Janez and Tony Know One Thing: Flattery Always Gets Them

How incredibly pathetic all these US-installed puppet heads of the new little colonies in Eastern Europe really are is beautifully illustrated by the most recent example, once again from the "proud Alpine nation" of a satellite state of Slovenia, before the dust had even settled over the latest political scandal, when it was revealed that US State Department officials simply issue orders to the EU-presiding "heads of state", which Rupel and Jansa follow through like the good dogs.

It now turns out that Slovenian Prime Minister Janez Jansa plagiarized his famous speech held on the 15-year anniversary of Slovenian independence, on June 25, 2006.

Slovenian Mladina reveals that Jansa copied the most memorable parts of his speech from Tony Blair's address delivered to the Labor conference in Brighton 9 years earlier, in 1997. At the annual conference of his political party, which came to power in Great Britain that year, Blair said: "We can never be the biggest.
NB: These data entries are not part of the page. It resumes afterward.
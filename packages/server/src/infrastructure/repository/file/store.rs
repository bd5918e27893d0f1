//! JSON-file record store with per-key write serialization.
//!
//! Each record lives in `<dir>/<key>.json` and is replaced atomically
//! (write to a temporary file, then rename). Writes to the same key are
//! serialized by a per-key lock; different keys proceed in parallel.

use std::{
    collections::HashMap,
    io::ErrorKind,
    path::{Path, PathBuf},
    sync::Arc,
};

use serde::{Serialize, de::DeserializeOwned};
use tokio::{fs, sync::Mutex};

use crate::domain::RepositoryError;

const EXTENSION: &str = "json";

pub struct JsonFileStore {
    dir: PathBuf,
    /// Key → last revision written through `write_revision`
    locks: Mutex<HashMap<String, Arc<Mutex<u64>>>>,
}

impl JsonFileStore {
    /// Open (creating if needed) a store rooted at `dir`.
    pub async fn open(dir: impl Into<PathBuf>) -> Result<Self, RepositoryError> {
        let dir = dir.into();
        fs::create_dir_all(&dir).await?;
        Ok(Self {
            dir,
            locks: Mutex::new(HashMap::new()),
        })
    }

    pub fn dir(&self) -> &Path {
        &self.dir
    }

    pub async fn read<T: DeserializeOwned>(&self, key: &str) -> Result<Option<T>, RepositoryError> {
        match fs::read(self.path(key)).await {
            Ok(bytes) => Ok(Some(serde_json::from_slice(&bytes)?)),
            Err(e) if e.kind() == ErrorKind::NotFound => Ok(None),
            Err(e) => Err(e.into()),
        }
    }

    pub async fn write<T: Serialize + Sync>(&self, key: &str, value: &T) -> Result<(), RepositoryError> {
        let lock = self.key_lock(key).await;
        let _guard = lock.lock().await;
        self.write_file(key, value).await
    }

    /// Write `value` unless a newer revision of `key` was already written.
    pub async fn write_revision<T: Serialize + Sync>(
        &self,
        key: &str,
        revision: u64,
        value: &T,
    ) -> Result<bool, RepositoryError> {
        let lock = self.key_lock(key).await;
        let mut last_revision = lock.lock().await;
        if revision < *last_revision {
            tracing::debug!(
                "Skipping stale write of '{}' (revision {} < {})",
                key,
                revision,
                *last_revision
            );
            return Ok(false);
        }
        self.write_file(key, value).await?;
        *last_revision = revision;
        Ok(true)
    }

    /// Read-modify-write `key` under its lock. Returns `false` if the record
    /// does not exist.
    pub async fn update<T, F>(&self, key: &str, apply: F) -> Result<bool, RepositoryError>
    where
        T: Serialize + DeserializeOwned + Sync,
        F: FnOnce(&mut T) + Send,
    {
        let lock = self.key_lock(key).await;
        let _guard = lock.lock().await;
        let Some(mut value) = self.read::<T>(key).await? else {
            return Ok(false);
        };
        apply(&mut value);
        self.write_file(key, &value).await?;
        Ok(true)
    }

    /// Delete `key`. Its lock entry is dropped too unless another task
    /// still holds it.
    pub async fn remove(&self, key: &str) -> Result<(), RepositoryError> {
        let lock = self.key_lock(key).await;
        let result = {
            let _guard = lock.lock().await;
            match fs::remove_file(self.path(key)).await {
                Ok(()) => Ok(()),
                Err(e) if e.kind() == ErrorKind::NotFound => Ok(()),
                Err(e) => Err(e.into()),
            }
        };

        let mut locks = self.locks.lock().await;
        // One reference in the map, one here
        if Arc::strong_count(&lock) <= 2 {
            locks.remove(key);
        }
        result
    }

    /// Keys of every record currently stored.
    pub async fn keys(&self) -> Result<Vec<String>, RepositoryError> {
        let mut keys = Vec::new();
        let mut entries = fs::read_dir(&self.dir).await?;
        while let Some(entry) = entries.next_entry().await? {
            let path = entry.path();
            if path.extension().and_then(|e| e.to_str()) != Some(EXTENSION) {
                continue;
            }
            if let Some(stem) = path.file_stem().and_then(|s| s.to_str()) {
                keys.push(stem.to_string());
            }
        }
        keys.sort();
        Ok(keys)
    }

    #[cfg(test)]
    async fn lock_count(&self) -> usize {
        self.locks.lock().await.len()
    }

    fn path(&self, key: &str) -> PathBuf {
        self.dir.join(format!("{}.{}", key, EXTENSION))
    }

    async fn key_lock(&self, key: &str) -> Arc<Mutex<u64>> {
        let mut locks = self.locks.lock().await;
        locks.entry(key.to_string()).or_default().clone()
    }

    async fn write_file<T: Serialize + Sync>(&self, key: &str, value: &T) -> Result<(), RepositoryError> {
        let bytes = serde_json::to_vec(value)?;
        let tmp_path = self.dir.join(format!("{}.{}.tmp", key, EXTENSION));
        fs::write(&tmp_path, &bytes).await?;
        fs::rename(&tmp_path, self.path(key)).await?;
        Ok(())
    }
}

#[cfg(test)]
mod tests {
    use super::*;
    use tempfile::TempDir;

    async fn create_test_store() -> (JsonFileStore, TempDir) {
        let temp_dir = tempfile::tempdir().expect("create temp dir");
        let store = JsonFileStore::open(temp_dir.path().join("records"))
            .await
            .unwrap();
        (store, temp_dir)
    }

    #[tokio::test]
    async fn test_write_then_read() {
        // テスト項目: 書き込んだレコードを読み出せる
        // given (前提条件):
        let (store, _dir) = create_test_store().await;

        // when (操作):
        store.write("abc", &vec![1, 2, 3]).await.unwrap();
        let value: Option<Vec<i32>> = store.read("abc").await.unwrap();

        // then (期待する結果):
        assert_eq!(value, Some(vec![1, 2, 3]));
        assert_eq!(store.keys().await.unwrap(), vec!["abc".to_string()]);
    }

    #[tokio::test]
    async fn test_read_missing_key_is_none() {
        // テスト項目: 存在しないキーの読み出しは None になる
        // given (前提条件):
        let (store, _dir) = create_test_store().await;

        // when (操作):
        let value: Option<String> = store.read("missing").await.unwrap();

        // then (期待する結果):
        assert!(value.is_none());
    }

    #[tokio::test]
    async fn test_stale_revision_is_skipped() {
        // テスト項目: 古いリビジョンの書き込みはスキップされる
        // given (前提条件):
        let (store, _dir) = create_test_store().await;
        assert!(store.write_revision("room", 5, &"newer").await.unwrap());

        // when (操作):
        let written = store.write_revision("room", 3, &"older").await.unwrap();

        // then (期待する結果):
        assert!(!written);
        let value: Option<String> = store.read("room").await.unwrap();
        assert_eq!(value.as_deref(), Some("newer"));
    }

    #[tokio::test]
    async fn test_update_missing_record_returns_false() {
        // テスト項目: 存在しないレコードの update は false を返す
        // given (前提条件):
        let (store, _dir) = create_test_store().await;

        // when (操作):
        let updated = store
            .update::<Vec<i32>, _>("missing", |v| v.push(1))
            .await
            .unwrap();

        // then (期待する結果):
        assert!(!updated);
    }

    #[tokio::test]
    async fn test_remove_is_idempotent() {
        // テスト項目: 削除は存在しないキーに対してもエラーにならない
        // given (前提条件):
        let (store, _dir) = create_test_store().await;
        store.write("abc", &1).await.unwrap();

        // when (操作):
        let first = store.remove("abc").await;
        let second = store.remove("abc").await;

        // then (期待する結果):
        assert!(first.is_ok());
        assert!(second.is_ok());
        assert!(store.keys().await.unwrap().is_empty());
    }

    #[tokio::test]
    async fn test_remove_drops_key_lock() {
        // テスト項目: 削除したキーのロックはマップから取り除かれる
        // given (前提条件):
        let (store, _dir) = create_test_store().await;
        store.write("abc", &1).await.unwrap();
        store.write("def", &2).await.unwrap();

        // when (操作):
        store.remove("abc").await.unwrap();

        // then (期待する結果):
        assert_eq!(store.lock_count().await, 1);
    }
}
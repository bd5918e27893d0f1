//! Stroke data model.
//!
//! A stroke is one immutable drawing record. The server never interprets the
//! geometry; it only needs the `id` (the key used by undo) and the `username`
//! (the author used for authorization). Everything else is carried through
//! verbatim so the rasterizer on each client sees exactly what the author drew.

use serde::{Deserialize, Serialize};

/// A point on the canvas, in canvas pixels.
#[derive(Debug, Clone, Copy, PartialEq, Serialize, Deserialize)]
pub struct Point {
    pub x: f64,
    pub y: f64,
}

impl Point {
    pub fn new(x: f64, y: f64) -> Self {
        Self { x, y }
    }
}

fn default_opacity() -> f64 {
    1.0
}

/// Style attributes common to every stroke kind.
#[derive(Debug, Clone, PartialEq, Serialize, Deserialize)]
pub struct StrokeStyle {
    pub color: String,
    pub width: f64,
    #[serde(default = "default_opacity")]
    pub opacity: f64,
}

impl Default for StrokeStyle {
    fn default() -> Self {
        Self {
            color: "#000000".to_string(),
            width: 2.0,
            opacity: default_opacity(),
        }
    }
}

/// Geometry of a stroke, tagged by `type` on the wire.
#[derive(Debug, Clone, PartialEq, Serialize, Deserialize)]
#[serde(tag = "type", rename_all = "kebab-case", rename_all_fields = "camelCase")]
pub enum Shape {
    /// Freehand brush path.
    Path { points: Vec<Point> },
    Line {
        start: Point,
        end: Point,
    },
    Rectangle {
        start: Point,
        end: Point,
        #[serde(default)]
        filled: bool,
    },
    Circle {
        center: Point,
        radius: f64,
        #[serde(default)]
        filled: bool,
    },
    Arrow {
        start: Point,
        end: Point,
    },
    Polygon {
        points: Vec<Point>,
        #[serde(default)]
        filled: bool,
    },
    Text {
        position: Point,
        text: String,
        font_size: f64,
    },
    /// Placement of an uploaded image; `src` is a URL or data URI.
    Image {
        position: Point,
        width: f64,
        height: f64,
        src: String,
    },
    /// Flood fill seeded at `position` with the stroke color.
    Fill { position: Point },
    /// Placeholder recording that a group of strokes was moved.
    Move {
        stroke_ids: Vec<String>,
        dx: f64,
        dy: f64,
    },
}

impl Shape {
    /// Wire name of the shape kind.
    pub fn kind(&self) -> &'static str {
        match self {
            Shape::Path { .. } => "path",
            Shape::Line { .. } => "line",
            Shape::Rectangle { .. } => "rectangle",
            Shape::Circle { .. } => "circle",
            Shape::Arrow { .. } => "arrow",
            Shape::Polygon { .. } => "polygon",
            Shape::Text { .. } => "text",
            Shape::Image { .. } => "image",
            Shape::Fill { .. } => "fill",
            Shape::Move { .. } => "move",
        }
    }
}

/// One immutable drawing operation attributed to an author.
#[derive(Debug, Clone, PartialEq, Serialize, Deserialize)]
pub struct Stroke {
    /// Client-generated id, unique within the room's lifetime.
    pub id: String,
    /// Author of the stroke.
    pub username: String,
    #[serde(flatten)]
    pub style: StrokeStyle,
    #[serde(flatten)]
    pub shape: Shape,
}

impl Stroke {
    pub fn new(
        id: impl Into<String>,
        username: impl Into<String>,
        style: StrokeStyle,
        shape: Shape,
    ) -> Self {
        Self {
            id: id.into(),
            username: username.into(),
            style,
            shape,
        }
    }

    /// Free text carried by the stroke, if any.
    pub fn text(&self) -> Option<&str> {
        match &self.shape {
            Shape::Text { text, .. } => Some(text),
            _ => None,
        }
    }

    /// Replace the free text of a text stroke. No-op for other kinds.
    pub fn set_text(&mut self, value: String) {
        if let Shape::Text { text, .. } = &mut self.shape {
            *text = value;
        }
    }
}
We may never again be the mightiest. But we can be the best..." -- and his words Janez Jansa repeated to Slovenians, like an Alpine echo ripping through the time-space continuum.

21st Century Beacons

In 1997, Blair told his party members he wants his country "to be nothing less than the model 21st century nation, a beacon to the world," while Jansa echoed "we wish no less than to be one of the most successful states in the world, one of 21st century beacons."
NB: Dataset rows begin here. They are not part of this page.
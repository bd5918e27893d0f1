//! WebSocket connection handlers.
//!
//! One socket goes through three phases:
//!
//! 1. handshake: the first frame must be a `connection` message, received
//!    within the handshake timeout
//! 2. session: a writer task drains the connection's outbound channel while
//!    the reader dispatches incoming frames, under a per-connection rate limit
//! 3. leave: however the socket ended, the participant leaves the room

use std::{sync::Arc, time::Instant};

use axum::{
    extract::{
        State,
        ws::{CloseFrame, Message, WebSocket, WebSocketUpgrade},
    },
    response::IntoResponse,
};
use futures_util::{
    sink::SinkExt,
    stream::{SplitSink, SplitStream, StreamExt},
};
use rakugaki_shared::protocol::{ClientMessage, ServerMessage, close_code};
use tokio::{sync::mpsc, task::JoinHandle};

use crate::{
    domain::{Outbound, PusherChannel, guard::RateLimiter},
    ui::state::AppState,
    usecase::{Admission, ChatError, ConnectRequest, DrawError},
};

/// Time the writer gets to deliver a close frame requested by the reader.
const CLOSE_GRACE: std::time::Duration = std::time::Duration::from_secs(1);
/// Largest close reason that fits a control frame next to the 2-byte code.
const MAX_CLOSE_REASON_BYTES: usize = 123;

pub async fn websocket_handler(
    ws: WebSocketUpgrade,
    State(state): State<Arc<AppState>>,
) -> impl IntoResponse {
    ws.on_upgrade(move |socket| handle_socket(socket, state))
}

/// How the reader loop ended.
enum ReadEnd {
    /// The peer closed or the transport failed
    Closed,
    /// A close frame was queued for the writer
    Closing,
}

async fn handle_socket(socket: WebSocket, state: Arc<AppState>) {
    let (mut sender, mut receiver) = socket.split();
    let limits = state.connection_limits;

    // 1. ハンドシェイク
    let request =
        match tokio::time::timeout(limits.handshake_timeout, read_handshake(&mut receiver)).await
        {
            Ok(Some(request)) => request,
            Ok(None) => {
                tracing::warn!("Rejecting socket: missing or malformed connection message");
                close_socket(
                    &mut sender,
                    close_code::POLICY_VIOLATION,
                    "Expected a connection message",
                )
                .await;
                return;
            }
            Err(_) => {
                tracing::warn!("Rejecting socket: handshake timed out");
                close_socket(&mut sender, close_code::POLICY_VIOLATION, "Handshake timed out")
                    .await;
                return;
            }
        };

    let (tx, rx) = mpsc::unbounded_channel();
    let admission = match state
        .connect_participant_usecase
        .execute(request, tx.clone())
        .await
    {
        Ok(admission) => admission,
        Err(e) => {
            tracing::warn!("Rejected admission: {}", e);
            close_socket(&mut sender, e.close_code(), &e.to_string()).await;
            return;
        }
    };

    // 2. セッション
    let mut send_task = pusher_loop(rx, sender);
    let mut recv_task = {
        let state = state.clone();
        let admission = admission.clone();
        tokio::spawn(async move { read_loop(receiver, state, admission, tx).await })
    };

    tokio::select! {
        end = &mut recv_task => {
            if matches!(end, Ok(ReadEnd::Closing)) {
                if tokio::time::timeout(CLOSE_GRACE, &mut send_task).await.is_err() {
                    send_task.abort();
                }
            } else {
                send_task.abort();
            }
        }
        _ = &mut send_task => recv_task.abort(),
    }

    // 3. 退室
    let outcome = state
        .disconnect_participant_usecase
        .execute(&admission)
        .await;
    tracing::debug!(
        "Connection of '{}' in room '{}' ended: {:?}",
        admission.username,
        admission.room_id,
        outcome
    );
}

/// Wait for the `connection` frame. Any other first frame is a policy violation.
async fn read_handshake(receiver: &mut SplitStream<WebSocket>) -> Option<ConnectRequest> {
    while let Some(msg) = receiver.next().await {
        match msg.ok()? {
            Message::Text(text) => {
                return match serde_json::from_str::<ClientMessage>(&text) {
                    Ok(ClientMessage::Connection {
                        id,
                        username,
                        token,
                    }) => Some(ConnectRequest {
                        room_id: id,
                        username,
                        token,
                    }),
                    _ => None,
                };
            }
            Message::Ping(_) | Message::Pong(_) => continue,
            _ => return None,
        }
    }
    None
}

/// Spawns a task that drains the outbound channel into the WebSocket sink.
///
/// A `Close` item sends a close frame and ends the task.
fn pusher_loop(
    mut rx: mpsc::UnboundedReceiver<Outbound>,
    mut sender: SplitSink<WebSocket, Message>,
) -> JoinHandle<()> {
    tokio::spawn(async move {
        while let Some(outbound) = rx.recv().await {
            match outbound {
                Outbound::Text(json) => {
                    if sender.send(Message::Text(json.into())).await.is_err() {
                        break;
                    }
                }
                Outbound::Close { code, reason } => {
                    close_socket(&mut sender, code, &reason).await;
                    break;
                }
            }
        }
    })
}

async fn read_loop(
    mut receiver: SplitStream<WebSocket>,
    state: Arc<AppState>,
    admission: Admission,
    tx: PusherChannel,
) -> ReadEnd {
    let limits = state.connection_limits;
    let mut limiter = RateLimiter::new(limits.rate_limit_window, limits.rate_limit_max_messages);

    while let Some(msg) = receiver.next().await {
        let msg = match msg {
            Ok(msg) => msg,
            Err(e) => {
                tracing::debug!("WebSocket error from '{}': {}", admission.username, e);
                break;
            }
        };

        match msg {
            Message::Text(text) => {
                if !limiter.check(Instant::now()) {
                    tracing::warn!(
                        "'{}' exceeded the rate limit in room '{}'",
                        admission.username,
                        admission.room_id
                    );
                    let _ = tx.send(Outbound::Close {
                        code: close_code::POLICY_VIOLATION,
                        reason: "Rate limit exceeded".to_string(),
                    });
                    return ReadEnd::Closing;
                }
                dispatch(&state, &admission, &tx, &text).await;
            }
            Message::Binary(_) => {
                if !limiter.check(Instant::now()) {
                    let _ = tx.send(Outbound::Close {
                        code: close_code::POLICY_VIOLATION,
                        reason: "Rate limit exceeded".to_string(),
                    });
                    return ReadEnd::Closing;
                }
                tracing::debug!("Ignoring binary frame from '{}'", admission.username);
            }
            Message::Close(_) => {
                tracing::info!("'{}' requested close", admission.username);
                break;
            }
            // Ping/pong is answered by the WebSocket layer
            Message::Ping(_) | Message::Pong(_) => {}
        }
    }
    ReadEnd::Closed
}

/// Route one frame to its use case. Errors only ever affect the sender.
async fn dispatch(state: &AppState, admission: &Admission, tx: &PusherChannel, text: &str) {
    let message = match serde_json::from_str::<ClientMessage>(text) {
        Ok(message) => message,
        Err(e) => {
            tracing::debug!("Ignoring malformed frame from '{}': {}", admission.username, e);
            return;
        }
    };

    match message {
        ClientMessage::Draw {
            id,
            username,
            figure,
        } => {
            match state
                .draw_usecase
                .execute(admission, &id, &username, figure)
                .await
            {
                Ok(_) => {}
                Err(DrawError::EmptyText) => reply_error(tx, &DrawError::EmptyText.to_string()),
                Err(e) => tracing::debug!("Ignored draw from '{}': {}", admission.username, e),
            }
        }
        ClientMessage::Clear { username } => {
            if let Err(e) = state
                .clear_canvas_usecase
                .execute(admission, &username)
                .await
            {
                tracing::debug!("Ignored clear from '{}': {}", admission.username, e);
            }
        }
        ClientMessage::Chat { username, message } => {
            match state
                .send_chat_usecase
                .execute(admission, &username, &message)
                .await
            {
                Ok(_) => {}
                Err(e @ (ChatError::IdentityMismatch | ChatError::NotMember)) => {
                    tracing::debug!("Ignored chat from '{}': {}", admission.username, e);
                }
                Err(e) => {
                    tracing::info!("Rejected chat from '{}': {}", admission.username, e);
                    reply_error(tx, &e.to_string());
                }
            }
        }
        ClientMessage::Connection { .. } => {
            tracing::debug!("Ignoring repeated handshake from '{}'", admission.username);
        }
        ClientMessage::Unknown => {
            tracing::debug!("Ignoring unknown method from '{}'", admission.username);
        }
    }
}

/// Send an `error` notice to this connection only.
fn reply_error(tx: &PusherChannel, message: &str) {
    let notice = ServerMessage::Error {
        message: message.to_string(),
    };
    match notice.to_json() {
        Ok(json) => {
            let _ = tx.send(Outbound::Text(json));
        }
        Err(e) => tracing::error!("Failed to serialize error notice: {}", e),
    }
}

async fn close_socket(sender: &mut SplitSink<WebSocket, Message>, code: u16, reason: &str) {
    let frame = CloseFrame {
        code,
        reason: fit_close_reason(reason).into(),
    };
    if let Err(e) = sender.send(Message::Close(Some(frame))).await {
        tracing::debug!("Failed to send close frame: {}", e);
    }
}

/// Cut `reason` so the close payload (2-byte code + reason) fits in a
/// 125-byte control frame. Cuts on a char boundary.
fn fit_close_reason(reason: &str) -> &str {
    if reason.len() <= MAX_CLOSE_REASON_BYTES {
        return reason;
    }
    let mut end = MAX_CLOSE_REASON_BYTES;
    while !reason.is_char_boundary(end) {
        end -= 1;
    }
    &reason[..end]
}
To make things even more embarrassing, it is precisely for these parts of the speech that Jansa was awarded a speaker of the year title and his, uh, Blair's "best little us" and "beacon" bits were declared the best statements heard in Slovenia.

Slovenian media, which two years ago showered praises on Jansa, claiming this very speech had "turned him into a statesman from a politician", is now coming to terms with the fact their premier stole the flattering speech, showing video clips and comparing the copy to the original.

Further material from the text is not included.